GMA made a 360-degree livestream available for the event using a proprietary technology developed by GMA New Media Inc. This was the first event in the Philippines to be made available via 360-degree live video streaming.

The debate was presented by anchors Jessica Soho and Mike Enriquez of GMA News and John Nery, editor-in-chief of Inquirer.net. GMA News also hosted discussions over its social media accounts on Facebook and Twitter, where users could follow and talk about the debate. The Emoji Meter system was made available for viewers to react to the candidates during the debate.

GMA's accounts on Facebook, Twitter, Instagram, and Viber provided exclusive content related to the event which was not part of the broadcast, such as backstage video and live audience interviews during breaks.

===Provincial media concerns===
Provincial media expressed concerns over what they saw as an "exclusivity clause" imposed by the Manila media to squeeze out the local press; only five slots were allocated for local editors and publishers in the debate hall itself, with another five slots for newspaper reporters to sit in the debate's media center. This prompted the Cagayan de Oro Press Club to issue a "Statement of Indignation" and point to prior suggestions for a boycott of the debate by regional media, which it ruled out. Rodrigo Duterte, one of the presidential candidates, threatened to boycott the debates if the issue was not resolved, though he ultimately participated.

==Format==
The main issues tackled were agriculture development, poverty reduction, charter change and peace and order. The debate followed a modified two-moderator format, modeled after the Republican Party's presidential debates of the United States 2016 elections.

There were three rounds of questions, and candidates were paired in each round. For each pair, the first candidate was given 90 seconds to answer the question asked, then the paired candidate had 60 seconds to express his or her rebuttal and the first candidate then had 30 seconds to reply to the rebuttal.

==Debate==

===Opening statements===
Each candidate was given 60 seconds to deliver their opening remarks. Jejomar Binay highlighted poverty issues and his record as mayor of Makati. Santiago noted that, while the country is rich in natural and human resources, it is one of the poorest in Asia. Duterte promised to eradicate corruption, drugs and crime in six months. Poe promised to allocate 30 percent of the national budget to Mindanao if she were elected, while Roxas compared selecting a president to choosing a bus driver.

===First round: Track Record===
The pairing was determined alphabetically by the participants' surname. Santiago was sorted according to her double surname (Defensor Santiago), and Roxas, the last candidate, is paired with Binay, the first.

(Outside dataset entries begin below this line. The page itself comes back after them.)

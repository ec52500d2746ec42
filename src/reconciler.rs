use crate::column::PeriodColumnValue;
use crate::measurement::sheet_totals;
use crate::schema::{PreviousQuantityMap, WorkSheet};
use log::warn;
use serde::{Deserialize, Serialize};
use std::collections::HashMap;
use std::fmt;

/// One line of the reconciliation table: every sheet sharing a work-item code,
/// split into previously paid and current-period quantities and amounts.
#[derive(Debug, Clone, PartialEq, Serialize, Deserialize)]
pub struct GroupedItem {
    pub code: String,
    pub description: String,
    pub unit: String,
    pub unit_price: f64,
    /// Executed to date across all member sheets
    pub cumulative_quantity: f64,
    pub previous_quantity: f64,
    /// `cumulative_quantity - previous_quantity`, never clamped
    pub current_quantity: f64,
    pub previous_amount: f64,
    pub current_amount: f64,
    /// Always `previous_amount + current_amount`
    pub total_amount: f64,
    pub sheet_count: usize,
}

impl GroupedItem {
    pub fn quantities(&self) -> PeriodColumnValue {
        PeriodColumnValue::new(self.previous_quantity, self.current_quantity)
    }

    pub fn amounts(&self) -> PeriodColumnValue {
        PeriodColumnValue::new(self.previous_amount, self.current_amount)
    }
}

/// Data-quality findings from grouping. None of them stop the reconciliation.
#[derive(Debug, Clone, PartialEq, Serialize, Deserialize)]
#[serde(tag = "kind", rename_all = "snake_case")]
pub enum ReconciliationWarning {
    DivergentUnitPrice {
        code: String,
        sheet_id: String,
        used: f64,
        ignored: f64,
    },
    DivergentDescription {
        code: String,
        sheet_id: String,
        used: String,
        ignored: String,
    },
    DivergentUnit {
        code: String,
        sheet_id: String,
        used: String,
        ignored: String,
    },
    /// A previous quantity was entered for a code that no sheet carries.
    OrphanPreviousQuantity { code: String, quantity: f64 },
}

impl fmt::Display for ReconciliationWarning {
    fn fmt(&self, f: &mut fmt::Formatter<'_>) -> fmt::Result {
        match self {
            Self::DivergentUnitPrice {
                code,
                sheet_id,
                used,
                ignored,
            } => write!(
                f,
                "Code {}: sheet {} has unit price {} but {} from the first sheet is used",
                code, sheet_id, ignored, used
            ),
            Self::DivergentDescription {
                code,
                sheet_id,
                used,
                ignored,
            } => write!(
                f,
                "Code {}: sheet {} is described as '{}' but '{}' is used",
                code, sheet_id, ignored, used
            ),
            Self::DivergentUnit {
                code,
                sheet_id,
                used,
                ignored,
            } => write!(
                f,
                "Code {}: sheet {} uses unit '{}' but '{}' is used",
                code, sheet_id, ignored, used
            ),
            Self::OrphanPreviousQuantity { code, quantity } => write!(
                f,
                "Previous quantity {} entered for code {} which has no measurement sheet",
                quantity, code
            ),
        }
    }
}

#[derive(Debug, Clone, Default, PartialEq, Serialize, Deserialize)]
pub struct Reconciliation {
    pub items: Vec<GroupedItem>,
    pub warnings: Vec<ReconciliationWarning>,
}

impl Reconciliation {
    /// Footer totals of the amount columns.
    pub fn amount_totals(&self) -> PeriodColumnValue {
        self.items.iter().map(GroupedItem::amounts).sum()
    }
}

// Accumulator for one code while walking the sheet list
struct GroupSlot {
    code: String,
    description: String,
    unit: String,
    unit_price: f64,
    cumulative_quantity: f64,
    sheet_count: usize,
}

pub struct PeriodReconciler<'a> {
    previous_quantities: &'a PreviousQuantityMap,
}

impl<'a> PeriodReconciler<'a> {
    pub fn new(previous_quantities: &'a PreviousQuantityMap) -> Self {
        Self {
            previous_quantities,
        }
    }

    pub fn reconcile(&self, sheets: &[WorkSheet]) -> Reconciliation {
        let mut warnings = Vec::new();
        let slots = self.group_sheets(sheets, &mut warnings);

        let items: Vec<GroupedItem> = slots.into_iter().map(|slot| self.split(slot)).collect();

        for (code, &quantity) in self.previous_quantities {
            if !items.iter().any(|item| &item.code == code) {
                warnings.push(ReconciliationWarning::OrphanPreviousQuantity {
                    code: code.clone(),
                    quantity,
                });
            }
        }

        for warning in &warnings {
            warn!("{}", warning);
        }

        Reconciliation { items, warnings }
    }

    fn group_sheets(
        &self,
        sheets: &[WorkSheet],
        warnings: &mut Vec<ReconciliationWarning>,
    ) -> Vec<GroupSlot> {
        let mut slots: Vec<GroupSlot> = Vec::new();
        let mut index_by_code: HashMap<&str, usize> = HashMap::new();

        for sheet in sheets {
            let quantity = sheet_totals(sheet).total_quantity;
            let label = sheet_label(sheet);

            match index_by_code.get(sheet.group_code.as_str()) {
                Some(&idx) => {
                    let slot = &mut slots[idx];
                    check_divergence(slot, sheet, label, warnings);
                    slot.cumulative_quantity += quantity;
                    slot.sheet_count += 1;
                }
                None => {
                    index_by_code.insert(sheet.group_code.as_str(), slots.len());
                    slots.push(GroupSlot {
                        code: sheet.group_code.clone(),
                        description: label.to_string(),
                        unit: sheet.unit.clone(),
                        unit_price: sheet.unit_price,
                        cumulative_quantity: quantity,
                        sheet_count: 1,
                    });
                }
            }
        }

        slots
    }

    fn split(&self, slot: GroupSlot) -> GroupedItem {
        let previous_quantity = self
            .previous_quantities
            .get(&slot.code)
            .copied()
            .unwrap_or(0.0);
        let current_quantity = slot.cumulative_quantity - previous_quantity;

        let previous_amount = previous_quantity * slot.unit_price;
        let current_amount = current_quantity * slot.unit_price;

        GroupedItem {
            code: slot.code,
            description: slot.description,
            unit: slot.unit,
            unit_price: slot.unit_price,
            cumulative_quantity: slot.cumulative_quantity,
            previous_quantity,
            current_quantity,
            previous_amount,
            current_amount,
            total_amount: previous_amount + current_amount,
            sheet_count: slot.sheet_count,
        }
    }
}

fn sheet_label(sheet: &WorkSheet) -> &str {
    if sheet.description.is_empty() {
        &sheet.group_name
    } else {
        &sheet.description
    }
}

fn check_divergence(
    slot: &GroupSlot,
    sheet: &WorkSheet,
    label: &str,
    warnings: &mut Vec<ReconciliationWarning>,
) {
    if sheet.unit_price != slot.unit_price {
        warnings.push(ReconciliationWarning::DivergentUnitPrice {
            code: slot.code.clone(),
            sheet_id: sheet.id.clone(),
            used: slot.unit_price,
            ignored: sheet.unit_price,
        });
    }
    if label != slot.description {
        warnings.push(ReconciliationWarning::DivergentDescription {
            code: slot.code.clone(),
            sheet_id: sheet.id.clone(),
            used: slot.description.clone(),
            ignored: label.to_string(),
        });
    }
    if sheet.unit != slot.unit {
        warnings.push(ReconciliationWarning::DivergentUnit {
            code: slot.code.clone(),
            sheet_id: sheet.id.clone(),
            used: slot.unit.clone(),
            ignored: sheet.unit.clone(),
        });
    }
}

/// Grouped reconciliation table in first-seen order of work-item code.
pub fn reconcile(sheets: &[WorkSheet], previous_quantities: &PreviousQuantityMap) -> Vec<GroupedItem> {
    PeriodReconciler::new(previous_quantities).reconcile(sheets).items
}

pub fn reconcile_with_warnings(
    sheets: &[WorkSheet],
    previous_quantities: &PreviousQuantityMap,
) -> Reconciliation {
    PeriodReconciler::new(previous_quantities).reconcile(sheets)
}

#[cfg(test)]
mod tests {
    use super::*;
    use crate::schema::MeasurementRow;

    fn sheet(id: &str, code: &str, unit_price: f64, quantities: &[f64]) -> WorkSheet {
        WorkSheet {
            id: id.to_string(),
            group_name: format!("Group {}", id),
            group_code: code.to_string(),
            description: format!("Item {}", code),
            unit: "m3".to_string(),
            unit_price,
            rows: quantities
                .iter()
                .enumerate()
                .map(|(i, q)| MeasurementRow {
                    id: format!("{}-{}", id, i),
                    description: String::new(),
                    width: Some(*q),
                    length: None,
                    height: None,
                    count: Some(1.0),
                    subtotal: 0.0,
                })
                .collect(),
            total_quantity: 0.0,
            total_cost: 0.0,
        }
    }

    #[test]
    fn test_single_code_without_previous() {
        let items = reconcile(&[sheet("s1", "X", 100.0, &[50.0])], &PreviousQuantityMap::new());
        assert_eq!(items.len(), 1);

        let item = &items[0];
        assert_eq!(item.cumulative_quantity, 50.0);
        assert_eq!(item.previous_quantity, 0.0);
        assert_eq!(item.current_quantity, 50.0);
        assert_eq!(item.total_amount, 5000.0);
        assert_eq!(item.description, "Item X");
    }

    #[test]
    fn test_previous_quantity_split() {
        let mut previous = PreviousQuantityMap::new();
        previous.insert("X".to_string(), 20.0);

        let items = reconcile(&[sheet("s1", "X", 100.0, &[50.0])], &previous);
        let item = &items[0];
        assert_eq!(item.current_quantity, 30.0);
        assert_eq!(item.previous_amount, 2000.0);
        assert_eq!(item.current_amount, 3000.0);
        assert_eq!(item.total_amount, 5000.0);
    }

    #[test]
    fn test_over_recorded_previous_goes_negative() {
        let mut previous = PreviousQuantityMap::new();
        previous.insert("X".to_string(), 50.0);

        let items = reconcile(&[sheet("s1", "X", 100.0, &[30.0])], &previous);
        assert_eq!(items[0].current_quantity, -20.0);
        assert_eq!(items[0].current_amount, -2000.0);
        assert_eq!(items[0].total_amount, 3000.0);
    }

    #[test]
    fn test_shared_codes_merge_in_first_seen_order() {
        let sheets = vec![
            sheet("s1", "B", 10.0, &[1.0, 2.0]),
            sheet("s2", "A", 5.0, &[4.0]),
            sheet("s3", "B", 10.0, &[7.0]),
        ];
        let items = reconcile(&sheets, &PreviousQuantityMap::new());

        let codes: Vec<&str> = items.iter().map(|i| i.code.as_str()).collect();
        assert_eq!(codes, vec!["B", "A"]);
        assert_eq!(items[0].cumulative_quantity, 10.0);
        assert_eq!(items[0].sheet_count, 2);
        assert_eq!(items[1].cumulative_quantity, 4.0);
    }

    #[test]
    fn test_total_amount_is_sum_of_split_amounts() {
        let mut previous = PreviousQuantityMap::new();
        previous.insert("X".to_string(), 0.1);

        let items = reconcile(&[sheet("s1", "X", 0.7, &[0.3])], &previous);
        let item = &items[0];
        assert_eq!(item.total_amount, item.previous_amount + item.current_amount);
        assert_eq!(item.amounts().general(), item.total_amount);
    }

    #[test]
    fn test_empty_sheet_list() {
        let reconciliation = reconcile_with_warnings(&[], &PreviousQuantityMap::new());
        assert!(reconciliation.items.is_empty());
        assert_eq!(reconciliation.amount_totals(), PeriodColumnValue::zero());
    }

    // Divergent prices under one code are unresolved upstream: the first
    // sheet's price wins and the divergence is reported as a warning.
    #[test]
    fn test_divergent_price_takes_first_and_warns() {
        let mut second = sheet("s2", "X", 120.0, &[10.0]);
        second.unit = "m2".to_string();
        second.description = "Other wording".to_string();
        let sheets = vec![sheet("s1", "X", 100.0, &[10.0]), second];

        let reconciliation = reconcile_with_warnings(&sheets, &PreviousQuantityMap::new());
        let item = &reconciliation.items[0];
        assert_eq!(item.unit_price, 100.0);
        assert_eq!(item.total_amount, 2000.0);
        assert_eq!(item.unit, "m3");
        assert_eq!(item.description, "Item X");

        assert_eq!(reconciliation.warnings.len(), 3);
        assert!(matches!(
            &reconciliation.warnings[0],
            ReconciliationWarning::DivergentUnitPrice { sheet_id, ignored, .. }
                if sheet_id == "s2" && *ignored == 120.0
        ));
        assert!(reconciliation.warnings[0].to_string().contains("120"));
    }

    #[test]
    fn test_orphan_previous_quantity_is_reported_but_ignored() {
        let mut previous = PreviousQuantityMap::new();
        previous.insert("GONE".to_string(), 12.0);

        let reconciliation =
            reconcile_with_warnings(&[sheet("s1", "X", 100.0, &[5.0])], &previous);
        assert_eq!(reconciliation.amount_totals().general(), 500.0);
        assert_eq!(
            reconciliation.warnings,
            vec![ReconciliationWarning::OrphanPreviousQuantity {
                code: "GONE".to_string(),
                quantity: 12.0
            }]
        );
    }

    #[test]
    fn test_label_falls_back_to_group_name() {
        let mut s = sheet("s1", "X", 1.0, &[1.0]);
        s.description.clear();
        let items = reconcile(&[s], &PreviousQuantityMap::new());
        assert_eq!(items[0].description, "Group s1");
    }

    #[test]
    fn test_cached_totals_are_not_trusted() {
        let mut s = sheet("s1", "X", 10.0, &[3.0]);
        s.total_quantity = 1000.0;
        let items = reconcile(&[s], &PreviousQuantityMap::new());
        assert_eq!(items[0].cumulative_quantity, 3.0);
    }
}
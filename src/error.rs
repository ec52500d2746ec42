use thiserror::Error;

#[derive(Error, Debug)]
pub enum ProgressPaymentError {
    #[error("Invalid tax rate {0}: must be a finite percentage")]
    InvalidTaxRate(f64),

    #[error("Sheet not found: {0}")]
    SheetNotFound(String),

    #[error("Measurement row {row_id} not found on sheet {sheet_id}")]
    RowNotFound { sheet_id: String, row_id: String },

    #[error("Ledger line not found: {0}")]
    LedgerLineNotFound(String),

    #[error("Column mismatch in {field}: previous ({previous}) + current ({current}) != general ({general})")]
    ColumnMismatch {
        field: String,
        previous: f64,
        current: f64,
        general: f64,
        difference: f64,
    },

    #[error("Work amount ({rollup}) does not match reconciled item total ({reconciled}) in {column} column")]
    WorkAmountMismatch {
        column: String,
        rollup: f64,
        reconciled: f64,
    },

    #[error("Net payable is negative in {column} column: {amount}")]
    NegativeNetPayable { column: String, amount: f64 },

    #[error("Date calculation error: {0}")]
    DateError(String),

    #[error("Serialization error: {0}")]
    SerializationError(#[from] serde_json::Error),

    #[error("IO error: {0}")]
    IoError(#[from] std::io::Error),
}

pub type Result<T> = std::result::Result<T, ProgressPaymentError>;
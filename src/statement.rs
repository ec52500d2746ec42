use crate::reconciler::{GroupedItem, PeriodReconciler, ReconciliationWarning};
use crate::rollup::{rollup, RollupResult};
use crate::schema::{FinancialConfig, PreviousQuantityMap, ProjectInfo, WorkSheet};
use serde::{Deserialize, Serialize};

/// Output of one full pass: reconciliation table plus cover-page rollup.
#[derive(Debug, Clone, PartialEq, Serialize, Deserialize)]
pub struct PaymentStatement {
    pub project: Option<ProjectInfo>,
    pub items: Vec<GroupedItem>,
    pub rollup: RollupResult,
    pub warnings: Vec<ReconciliationWarning>,
}

impl PaymentStatement {
    /// Runs rows → sheets → reconciliation → rollup from scratch. Nothing is
    /// read from cached subtotals or sheet totals.
    pub fn compute(
        sheets: &[WorkSheet],
        previous_quantities: &PreviousQuantityMap,
        config: &FinancialConfig,
    ) -> Self {
        let reconciliation = PeriodReconciler::new(previous_quantities).reconcile(sheets);
        let rollup = rollup(&reconciliation.items, config);

        Self {
            project: None,
            items: reconciliation.items,
            rollup,
            warnings: reconciliation.warnings,
        }
    }

    pub fn with_project(mut self, project: ProjectInfo) -> Self {
        self.project = Some(project);
        self
    }

    pub fn item(&self, code: &str) -> Option<&GroupedItem> {
        self.items.iter().find(|item| item.code == code)
    }
}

Binay noted that he has no ill-gotten wealth, having inherited his land assets from his parents. Defensor Santiago rebutted, asking Binay when he got the properties during his term as mayor of Makati. Binay stated that he got these properties during his stint as a legal counsel and through the help of his wife, Elenita Binay, who also served one term as mayor of Makati.

Senator Santiago answered that she is still qualified to run for president despite her battle with stage 4 lung cancer, noting that there is no provision in the 1987 Philippine constitution that prohibits a public official from running for health reasons. Duterte did not debate with her during the rebuttal, saying "I don't see Sen. Santiago passing away within the next 20 years”. Santiago, later commented that no politician except for Duterte had a record in resolving graft and corruption cases.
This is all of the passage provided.